Kinebeg Go Shim Mowiin – Snake Dance

By Elder Alo White

1976, I volunteered at my home Reserve White Fish Bay Pow Wow as Arena Director. Now named Naotkamegwanning First Nation. A visiting Elder and his family from the Menomonie Nation from Wisconsin USA came to celebrate with us.

In those days, me and my cousin Andy White used to take visiting families out for a day of fishing and that time we took this family out. It was their first time fishing and having a shorelunch with all the walleyes they caught. We had a good day.

That evening after Grand Entry the visiting Elder walked up to the MC stand and told the people how humbled him and family were after experiencing a day on the lake. He wanted to honour the community of Whitefish Bay by sharing a special Healing dance from his Tribe.

He explained about the Ginabeg and the teachings how the ginebeg is very close with Mother Earth and that Ginebeg heal us and listens to us. From spring time to late fall the Ginabeg is with us, protecting us when we are on the land. Listens to our pityful words to spirit. When it is time for Ginebeg to rest in winter, Ginebeg takes our words to the four sacred layers of Mother earth and this has been done from the beginning of time.

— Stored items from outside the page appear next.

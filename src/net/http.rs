//! Shared JSON-over-HTTP client for the backend API.
//!
//! Client-side (csr): real requests via `gloo-net`, raced against a timeout.
//! Elsewhere: every send fails with `ApiError::Unavailable`.
//!
//! INTERCEPTION
//! ============
//! Outgoing: the stored bearer token, when present, is attached to every
//! request; without one the request goes out unauthenticated.
//! Incoming: any 401 removes the stored token and hard-redirects to the login
//! page, whichever request triggered it.

#![allow(clippy::unused_async)]

#[cfg(test)]
#[path = "http_test.rs"]
mod http_test;

use std::rc::Rc;

use serde::Serialize;
use serde::de::DeserializeOwned;

use super::error::ApiError;
use super::types::ErrorBody;
use crate::config::AppConfig;
use crate::routes::LOGIN_PATH;
use crate::util::navigation::Navigator;
use crate::util::session_token;
use crate::util::storage::KeyValueStore;

#[derive(Clone, Copy, Debug, PartialEq, Eq)]
pub enum Method {
    Get,
    Post,
}

impl std::fmt::Display for Method {
    fn fmt(&self, f: &mut std::fmt::Formatter<'_>) -> std::fmt::Result {
        f.write_str(match self {
            Self::Get => "GET",
            Self::Post => "POST",
        })
    }
}

/// A request after outgoing interception, ready for the transport.
#[derive(Clone, Debug, PartialEq, Eq)]
pub struct PreparedRequest {
    pub method: Method,
    pub url: String,
    pub authorization: Option<String>,
    pub body: Option<String>,
}

pub fn bearer_header(token: &str) -> String {
    format!("Bearer {token}")
}

/// Join `base` and `path` with exactly one slash between them.
pub fn endpoint_url(base: &str, path: &str) -> String {
    format!("{}/{}", base.trim_end_matches('/'), path.trim_start_matches('/'))
}

#[derive(Clone)]
pub struct HttpClient {
    base_url: Rc<str>,
    timeout_ms: u32,
    store: Rc<dyn KeyValueStore>,
    navigator: Rc<dyn Navigator>,
}

impl HttpClient {
    pub fn new(config: &AppConfig, store: Rc<dyn KeyValueStore>, navigator: Rc<dyn Navigator>) -> Self {
        Self {
            base_url: Rc::from(config.api_base_url.as_str()),
            timeout_ms: config.request_timeout_ms,
            store,
            navigator,
        }
    }

    pub fn base_url(&self) -> &str {
        &self.base_url
    }

    /// Outgoing interception: resolve the URL and attach the bearer token.
    pub fn prepare(&self, method: Method, path: &str, body: Option<String>) -> PreparedRequest {
        PreparedRequest {
            method,
            url: endpoint_url(&self.base_url, path),
            authorization: session_token::get_access_token(self.store.as_ref()).map(|t| bearer_header(&t)),
            body,
        }
    }

    /// Incoming interception: pass 2xx through, handle 401, map the rest.
    ///
    /// # Errors
    ///
    /// `Unauthorized` for 401 (after clearing the token and redirecting),
    /// `Status` for any other non-2xx code.
    pub fn intercept_response(&self, status: u16, body: &str) -> Result<(), ApiError> {
        if (200..300).contains(&status) {
            return Ok(());
        }
        if status == 401 {
            log::warn!("http: 401 from server, clearing session token and redirecting to {LOGIN_PATH}");
            session_token::remove_access_token(self.store.as_ref());
            self.navigator.hard_redirect(LOGIN_PATH);
            return Err(ApiError::Unauthorized);
        }
        let message = serde_json::from_str::<ErrorBody>(body).ok().and_then(|b| b.message);
        Err(ApiError::Status { status, message })
    }

    /// `GET path` and decode the JSON response.
    ///
    /// # Errors
    ///
    /// Transport, status, or decode failures as [`ApiError`].
    pub async fn get<T: DeserializeOwned>(&self, path: &str) -> Result<T, ApiError> {
        let text = self.execute(self.prepare(Method::Get, path, None)).await?;
        decode(&text)
    }

    /// `POST path` with a JSON body and decode the JSON response.
    ///
    /// # Errors
    ///
    /// Transport, status, or decode failures as [`ApiError`].
    pub async fn post<B: Serialize, T: DeserializeOwned>(&self, path: &str, body: &B) -> Result<T, ApiError> {
        let encoded = serde_json::to_string(body).map_err(|e| ApiError::Decode(e.to_string()))?;
        let text = self.execute(self.prepare(Method::Post, path, Some(encoded))).await?;
        decode(&text)
    }

    /// `POST path` without a body, ignoring the response body.
    ///
    /// # Errors
    ///
    /// Transport or status failures as [`ApiError`].
    pub async fn post_empty(&self, path: &str) -> Result<(), ApiError> {
        self.execute(self.prepare(Method::Post, path, None)).await.map(|_| ())
    }

    async fn execute(&self, request: PreparedRequest) -> Result<String, ApiError> {
        log::debug!("http: {} {}", request.method, request.url);
        let (status, text) = self.transport(&request).await?;
        self.intercept_response(status, &text)?;
        Ok(text)
    }

    async fn transport(&self, request: &PreparedRequest) -> Result<(u16, String), ApiError> {
        #[cfg(feature = "csr")]
        {
            use futures::future::{Either, select};
            use gloo_net::http::RequestBuilder;

            let method = match request.method {
                Method::Get => gloo_net::http::Method::GET,
                Method::Post => gloo_net::http::Method::POST,
            };
            let mut builder = RequestBuilder::new(&request.url).method(method).header("Accept", "application/json");
            if let Some(auth) = &request.authorization {
                builder = builder.header("Authorization", auth);
            }
            let built = match &request.body {
                Some(body) => builder.header("Content-Type", "application/json").body(body.clone()),
                None => builder.build(),
            }
            .map_err(|e| ApiError::Network(e.to_string()))?;

            let send = Box::pin(async move {
                let resp = built.send().await.map_err(|e| ApiError::Network(e.to_string()))?;
                let status = resp.status();
                let text = resp.text().await.map_err(|e| ApiError::Decode(e.to_string()))?;
                Ok::<_, ApiError>((status, text))
            });
            let timeout = Box::pin(gloo_timers::future::TimeoutFuture::new(self.timeout_ms));
            match select(send, timeout).await {
                Either::Left((result, _)) => result,
                Either::Right(((), _)) => Err(ApiError::Timeout(self.timeout_ms)),
            }
        }
        #[cfg(not(feature = "csr"))]
        {
            let _ = (request, self.timeout_ms);
            Err(ApiError::Unavailable)
        }
    }
}

fn decode<T: DeserializeOwned>(text: &str) -> Result<T, ApiError> {
    serde_json::from_str(text).map_err(|e| ApiError::Decode(e.to_string()))
}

So we honour the Ginebeg in imitating its ways of walking our mother earth. The elder choose me and my late cousin Tony White to lead the Ginabeg Nimiwiin, also called the snake dance.

He gifted me with a sacred stick. The stick is made from megis shells embedded in the wood. The shells are from the Great Lakes and they are connected to the creation story of the MIDEWIIN. He explained this dance was led by a midewiin man. What a beautiful sight as the dancers came behind us as we danced both inside the arbor and outside, then just like the ginabeg we go into a circle, we dance out of the circle just like the ginebeg shedding its skin to renew itself and then ginebeg swims across a river for cleansing.

The Elder gave me and my late cousin Tony White more teachings the next day . Whitefish Bay Singers were gifted with the song. I am one of the original singers.

It is in great honour to be invited and share the origin of the Snake Dance. I also acknowledge World Class Singing Champions Whitefish Bay Singers for rendering the sacred songs.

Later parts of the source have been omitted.